Los vecinos del entorno de la plaza Ángel Carbajo se reunieron este sábado frente al colegio público Ortega y Gasset para participar en un paseo-reflexión abierto. El encuentro, promovido por la Asociación Vecinal Cuatro Caminos-Tetuán y el AMPA del centro educativo, tuvo como objetivo definir de manera colectiva el diseño de la futura plaza que los residentes llevan años reclamando. La cita reunió tanto a las familias del barrio como a profesionales de urbanismo en torno a una misma pregunta: cómo quieren que se diseñe este nuevo espacio.
La convocatoria surge tras una serie de acciones vecinales que la agrupación del barrio ha impulsado desde comienzos de año. Los organizadores han explicado que la propuesta pretende ir más allá de la protesta y convertirse en un proceso de participación ciudadana real, ante la falta de iniciativas similares por parte del Ayuntamiento de Madrid. Según han relatado, este proyecto ha permitido a los vecinos observar el entorno y proponer situaciones concretas desde una situación de primera mano.

Durante la jornada, medio centenar de personas (entre vecinos, familias, representantes del AMPA y profesionales del urbanismo) participaron en las actividades. Para facilitar el trabajo, el grupo se dividió en varios subgrupos más pequeños, lo que permitió realizar paseos menos masivos. Entre los asistentes se encontraban alumnos y docentes del Máster de Desarrollo Urbano de la Etsam (Escuela Técnica Superior de Arquitectura de Madrid), que se implicaron activamente en la reflexión y en la elaboración de propuestas. También particiaron en la jornada miembros de la asociación A Pie, una agrupción que pretende introducir al peatón en la agenda social y política de la capital. Según los organizadores, incluso se llegaron a "consensuar y bocetar soluciones concretas" junto con los técnicos, que dejaron claras las líneas principales por donde debería avanzar la futura intervención urbana.
El principal problema para los residentes es el gran volumen de espacio dedicado a los coches. “Hemos decidido hacer una acción o una campaña continuada hasta conseguir transformar ese espacio. Son ocho carriles de tráfico, más dos carriles adicionales de entrada a garajes, es decir, diez carriles dedicados al coche, en un espacio que se llama plaza”, ha explicado Antonio Granero, presidente de la asociación.
"Solo se utiliza para que los autocares aparquen de manera ilegal. Se lo saben los conductores"
Este lugar, han contado los vecinos, ha sido durante décadas un espacio dominado por el tráfico. Alberto ha recordado que, pese a su nombre “no existe” una plaza de Ángel Carabajo. “Es tan extremo, tan surrealista, que hicimos una campaña llamada Make Ángel Carbajo A Square Again, para dejar claro el ridículo de este espacio que no usa nadie. Solamente se utiliza para que los autocares aparquen de manera ilegal. Se lo saben ya los conductores, saben que ahí pueden aparcar porque evidentemente no interrumpen el tráfico, no pasa nadie nunca por ahí”, ha explicado el portavoz vecinal.

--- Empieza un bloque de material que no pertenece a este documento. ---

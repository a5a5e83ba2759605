//! Durable chat log: append-only per-room messages with cursor pagination.
//!
//! The integer message id is assigned at write time under the store's write
//! serialization, so within a room the id order is the total message order.
//! `recent` and `before` page over the same index in the same direction and
//! therefore never show gaps or duplicates across concurrent inserts.
//!
//! The append path is deliberately lock-free with respect to the room lock:
//! validation reads the room status without it, and a finish that commits
//! immediately after validation simply means the message landed just before
//! the room closed.

use axum::{
    extract::{Path, Query, State},
    http::StatusCode,
    Json,
};
use chrono::Utc;
use serde::{Deserialize, Serialize};

use crate::auth::middleware::Claims;
use crate::bus::{MessageBroadcast, RoomEvent};
use crate::db::models::{ConnectionStatus, MessageType, RoomStatus};
use crate::error::ApiError;
use crate::moderation;
use crate::participants::registry;
use crate::state::AppState;

/// Maximum message content length (bytes).
const MAX_CONTENT_LENGTH: usize = 4000;
/// Default page size for message history.
const DEFAULT_LIMIT: u32 = 50;
/// Maximum page size for message history.
const MAX_LIMIT: u32 = 100;

#[derive(Debug, Deserialize)]
pub struct SendMessageRequest {
    #[serde(rename = "type")]
    pub message_type: MessageType,
    #[serde(default)]
    pub content: Option<String>,
    #[serde(default)]
    pub image_ref: Option<String>,
}

#[derive(Debug, Deserialize)]
pub struct HistoryQuery {
    /// Return messages with id strictly below this cursor.
    pub before: Option<i64>,
    pub limit: Option<u32>,
}

#[derive(Debug, Serialize)]
pub struct HistoryResponse {
    /// Descending id order (newest first).
    pub messages: Vec<MessageBroadcast>,
    pub has_more: bool,
}

/// Append a message to a room's durable log and publish it on the room
/// topic. Shared by the REST handler and the WebSocket chat path.
///
/// Payload rule: TEXT carries content, IMAGE carries an image_ref supplied
/// by the external media collaborator, SYSTEM carries neither.
pub async fn append_message(
    state: &AppState,
    room_id: &str,
    sender_id: &str,
    message_type: MessageType,
    content: Option<String>,
    image_ref: Option<String>,
) -> Result<MessageBroadcast, ApiError> {
    let content = content.map(|c| c.trim().to_string()).filter(|c| !c.is_empty());

    match message_type {
        MessageType::Text => {
            if content.is_none() || image_ref.is_some() {
                return Err(ApiError::BadRequest(
                    "text messages carry content and no image_ref".to_string(),
                ));
            }
        }
        MessageType::Image => {
            if image_ref.is_none() || content.is_some() {
                return Err(ApiError::BadRequest(
                    "image messages carry an image_ref and no content".to_string(),
                ));
            }
        }
        MessageType::System => {
            if content.is_some() || image_ref.is_some() {
                return Err(ApiError::BadRequest(
                    "system messages carry neither content nor image_ref".to_string(),
                ));
            }
        }
    }
    if let Some(ref c) = content {
        if c.len() > MAX_CONTENT_LENGTH {
            return Err(ApiError::BadRequest("message content too long".to_string()));
        }
    }

    let db = state.db.clone();
    let rid = room_id.to_string();
    let uid = sender_id.to_string();

    let message = tokio::task::spawn_blocking(move || {
        let conn = db.lock().map_err(|_| ApiError::internal("db lock poisoned"))?;

        moderation::assert_not_banned(&conn, &uid)?;

        let room = crate::rooms::load_room(&conn, &rid)?;
        if room.status == RoomStatus::Finished {
            return Err(ApiError::RoomNotJoinable);
        }

        let is_active = registry::get_participant(&conn, &rid, &uid)?
            .map(|p| p.connection_status == ConnectionStatus::Active)
            .unwrap_or(false);
        if !is_active {
            return Err(ApiError::NotParticipant);
        }

        let now = Utc::now().to_rfc3339();
        conn.execute(
            "INSERT INTO chat_messages (room_id, sender_id, message_type, content, image_ref, created_at)
             VALUES (?1, ?2, ?3, ?4, ?5, ?6)",
            rusqlite::params![rid, uid, message_type.as_str(), content, image_ref, now],
        )?;
        let id = conn.last_insert_rowid();

        Ok::<_, ApiError>(MessageBroadcast {
            id,
            room_id: rid,
            sender_id: uid,
            message_type,
            content,
            image_ref,
            created_at: now,
        })
    })
    .await??;

    // Durable write committed; fanout is fire-and-forget from here.
    state
        .bus
        .publish_room(room_id, RoomEvent::MessageCreated(message.clone()));

    Ok(message)
}

/// POST /api/rooms/{room_id}/messages — Send a chat message.
pub async fn send_message(
    State(state): State<AppState>,
    claims: Claims,
    Path(room_id): Path<String>,
    Json(req): Json<SendMessageRequest>,
) -> Result<(StatusCode, Json<MessageBroadcast>), ApiError> {
    let message = append_message(
        &state,
        &room_id,
        &claims.sub,
        req.message_type,
        req.content,
        req.image_ref,
    )
    .await?;

    Ok((StatusCode::CREATED, Json(message)))
}

/// GET /api/rooms/{room_id}/messages?before=&limit= — History page.
/// Without `before`: the most recent page. With it: backward scroll.
pub async fn get_history(
    State(state): State<AppState>,
    _claims: Claims,
    Path(room_id): Path<String>,
    Query(query): Query<HistoryQuery>,
) -> Result<Json<HistoryResponse>, ApiError> {
    let limit = query.limit.unwrap_or(DEFAULT_LIMIT).min(MAX_LIMIT) as i64;
    let before = query.before;

    let db = state.db.clone();
    let rid = room_id.clone();

    let response = tokio::task::spawn_blocking(move || {
        let conn = db.lock().map_err(|_| ApiError::internal("db lock poisoned"))?;

        crate::rooms::load_room(&conn, &rid)?;

        // Fetch one extra row to learn whether an older page exists.
        let mut stmt = conn.prepare(
            "SELECT id, room_id, sender_id, message_type, content, image_ref, created_at
             FROM chat_messages
             WHERE room_id = ?1 AND (?2 IS NULL OR id < ?2)
             ORDER BY id DESC
             LIMIT ?3",
        )?;
        let mut messages: Vec<MessageBroadcast> = stmt
            .query_map(rusqlite::params![rid, before, limit + 1], |row| {
                Ok(MessageBroadcast {
                    id: row.get(0)?,
                    room_id: row.get(1)?,
                    sender_id: row.get(2)?,
                    message_type: MessageType::from_str(&row.get::<_, String>(3)?)
                        .unwrap_or(MessageType::System),
                    content: row.get(4)?,
                    image_ref: row.get(5)?,
                    created_at: row.get(6)?,
                })
            })?
            .collect::<Result<Vec<_>, _>>()?;

        let has_more = messages.len() as i64 > limit;
        if has_more {
            messages.truncate(limit as usize);
        }

        Ok::<_, ApiError>(HistoryResponse { messages, has_more })
    })
    .await??;

    Ok(Json(response))
}
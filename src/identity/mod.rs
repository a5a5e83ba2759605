//! Thin stand-in for the external identity/session collaborator.
//!
//! Real account management lives elsewhere; this module only mints the user
//! rows and access tokens the room core needs to be bootable and testable.
//! The first registered user receives the platform admin flag.

use axum::{extract::State, http::StatusCode, Json};
use chrono::Utc;
use serde::{Deserialize, Serialize};
use uuid::Uuid;

use crate::auth::token;
use crate::error::ApiError;
use crate::state::AppState;

#[derive(Debug, Deserialize)]
pub struct RegisterRequest {
    pub display_name: String,
}

#[derive(Debug, Serialize)]
pub struct RegisterResponse {
    pub user_id: String,
    pub display_name: String,
    pub is_admin: bool,
    pub token: String,
}

/// POST /api/identity/register — Create a user and issue an access token.
pub async fn register(
    State(state): State<AppState>,
    Json(req): Json<RegisterRequest>,
) -> Result<(StatusCode, Json<RegisterResponse>), ApiError> {
    let display_name = req.display_name.trim().to_string();
    if display_name.is_empty() || display_name.len() > 64 {
        return Err(ApiError::BadRequest(
            "display_name must be 1-64 characters".to_string(),
        ));
    }

    let db = state.db.clone();
    let name = display_name.clone();

    let (user_id, is_admin) = tokio::task::spawn_blocking(move || {
        let conn = db.lock().map_err(|_| ApiError::internal("db lock poisoned"))?;

        let user_count: i64 =
            conn.query_row("SELECT COUNT(*) FROM users", [], |row| row.get(0))?;
        let is_admin = user_count == 0;

        let user_id = Uuid::now_v7().to_string();
        let now = Utc::now().to_rfc3339();

        let inserted = conn.execute(
            "INSERT INTO users (id, display_name, is_admin, created_at) VALUES (?1, ?2, ?3, ?4)",
            rusqlite::params![user_id, name, is_admin, now],
        );
        match inserted {
            Ok(_) => {}
            Err(rusqlite::Error::SqliteFailure(e, _))
                if e.code == rusqlite::ErrorCode::ConstraintViolation =>
            {
                return Err(ApiError::BadRequest("display_name already taken".to_string()));
            }
            Err(e) => return Err(e.into()),
        }

        Ok::<_, ApiError>((user_id, is_admin))
    })
    .await??;

    let token = token::issue_access_token(&state.jwt_secret, &user_id, is_admin)
        .map_err(ApiError::internal)?;

    tracing::info!(user_id = %user_id, is_admin, "user registered");

    Ok((
        StatusCode::CREATED,
        Json(RegisterResponse {
            user_id,
            display_name,
            is_admin,
            token,
        }),
    ))
}
use axum::{
    extract::{Path, State},
    Json,
};
use chrono::Utc;
use serde::Deserialize;

use crate::auth::middleware::Claims;
use crate::bus::UserEvent;
use crate::db::models::{Invitation, InvitationStatus};
use crate::error::ApiError;
use crate::moderation;
use crate::participants;
use crate::state::AppState;

#[derive(Debug, Deserialize)]
pub struct RespondRequest {
    pub accept: bool,
}

/// POST /api/invites/{invitation_id}/respond — Accept or reject.
///
/// Only the receiver may respond, only while PENDING, and a sanctioned user
/// may not accept. The PENDING→answered flip is a conditional UPDATE, so two
/// concurrent responses (or a response racing finish-expiry) resolve to
/// exactly one winner.
pub async fn respond_invite(
    State(state): State<AppState>,
    claims: Claims,
    Path(invitation_id): Path<String>,
    Json(req): Json<RespondRequest>,
) -> Result<Json<serde_json::Value>, ApiError> {
    let db = state.db.clone();
    let iid = invitation_id.clone();
    let caller = claims.sub.clone();
    let accept = req.accept;

    let invitation: Invitation = tokio::task::spawn_blocking(move || {
        let conn = db.lock().map_err(|_| ApiError::internal("db lock poisoned"))?;

        let invitation = conn
            .query_row(
                &format!(
                    "SELECT {} FROM room_invitations WHERE id = ?1",
                    super::INVITATION_COLS
                ),
                [&iid],
                |row| super::row_to_invitation(row),
            )
            .map_err(|e| match e {
                rusqlite::Error::QueryReturnedNoRows => ApiError::NotFound("invitation"),
                other => ApiError::from(other),
            })?;

        if invitation.receiver_id != caller {
            return Err(ApiError::NotReceiver);
        }
        if invitation.status != InvitationStatus::Pending {
            return Err(ApiError::InvalidState);
        }
        if accept {
            moderation::assert_not_banned(&conn, &caller)?;
        }

        // Claim the invitation; zero rows means someone else answered it or
        // the room finished and expired it in the meantime.
        let target = if accept { "accepted" } else { "rejected" };
        let now = Utc::now().to_rfc3339();
        let claimed = conn.execute(
            "UPDATE room_invitations SET status = ?2, responded_at = ?3
             WHERE id = ?1 AND status = 'pending'",
            rusqlite::params![iid, target, now],
        )?;
        if claimed == 0 {
            return Err(ApiError::InvalidState);
        }

        Ok::<_, ApiError>(invitation)
    })
    .await??;

    if accept {
        let joined =
            participants::join_room_inner(&state, &invitation.room_id, &claims.sub, true).await;

        if let Err(join_err) = joined {
            // Undo the claim so the seat offer is not silently consumed:
            // back to pending on a transient failure, expired if the room
            // finished underneath us. Reopening is guarded against the
            // one-PENDING-per-(room, receiver) index — if a fresh offer was
            // sent while the claim was held, this one expires instead.
            let reopen = !matches!(join_err, ApiError::RoomNotJoinable);
            let db = state.db.clone();
            let inv = invitation.clone();
            let revert_result = tokio::task::spawn_blocking(move || {
                let conn = db.lock().map_err(|_| ApiError::internal("db lock poisoned"))?;
                if reopen {
                    let reopened = conn.execute(
                        "UPDATE room_invitations SET status = 'pending', responded_at = NULL
                         WHERE id = ?1 AND NOT EXISTS (
                             SELECT 1 FROM room_invitations
                             WHERE room_id = ?2 AND receiver_id = ?3 AND status = 'pending')",
                        rusqlite::params![inv.id, inv.room_id, inv.receiver_id],
                    )?;
                    if reopened == 1 {
                        return Ok::<_, ApiError>(());
                    }
                }
                conn.execute(
                    "UPDATE room_invitations SET status = 'expired', responded_at = ?2
                     WHERE id = ?1",
                    rusqlite::params![inv.id, Utc::now().to_rfc3339()],
                )?;
                Ok(())
            })
            .await;
            match revert_result {
                Ok(Ok(())) => {}
                Ok(Err(e)) => {
                    tracing::error!(invitation_id = %invitation.id, error = %e, "invitation revert failed")
                }
                Err(e) => {
                    tracing::error!(invitation_id = %invitation.id, error = %e, "invitation revert task join failed")
                }
            }
            return Err(join_err);
        }
    }

    tracing::info!(
        invitation_id = %invitation.id,
        room_id = %invitation.room_id,
        accepted = accept,
        "invitation answered"
    );

    // Notify the sender on their user topic.
    state.bus.publish_user(
        &invitation.sender_id,
        UserEvent::InvitationAnswered {
            invitation_id: invitation.id.clone(),
            room_id: invitation.room_id.clone(),
            receiver_id: invitation.receiver_id.clone(),
            accepted: accept,
        },
    );

    Ok(Json(serde_json::json!({ "accepted": accept })))
}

Evitar que el proyecto quede en un cajón
Esta movilización social tuvo consecuencias políticas. Los vecinos presentaron una proposición en la Junta de Distrito, en la que se solicitó realizar un estudio técnico para transformar la zona. La propuesta fue aprobada por unanimidad, pero aún no se ha llevado a cabo. Los organizadores han anunciado que todo el material recogido en la pasada jornada se incorporará a un documento resumen que será remitido al Ayuntamiento de Madrid. “Lo que queremos es dárselo al Consistorio con el trabajo hecho. Aquí tenéis vuestra participación ciudadana”, ha dicho Granero.
El objetivo del proyecto vecinal es eliminar la mitad de los carriles y recuperar el espacio resultante para los peatones. La idea es convertir esa zona destinada a los coches en la actualidad, en una plaza con zonas de juego, árboles, bancos y áreas de encuentro vecinal.
"Las calles completas son aquellas donde puedes desarrollar todas las actividades de socialización y encuentro"
Los organizadores han destacado la importancia de que el nuevo diseño incorpora los principios del urbanismo centrado en las personas. Antoio Granero ha recordado que no basta con liberar el suelo del tráfico, sino que es necesario dotar hacer de los espacios públicos lugares de encuentro para los vecinos. “Hay un concepto en el urbanismo que es el de las calles completas. Las calles completas son aquellas donde puedes desarrollar todas las actividades de socialización y encuentro que necesita tener una calle. Una calle completa tiene que tener sombra, espacio para la infancia, lugares para sentarse, y no basta con abrir una plaza y dejarla desolada. Tienes que darle argumentos para convertirla en un lugar”, ha explicado.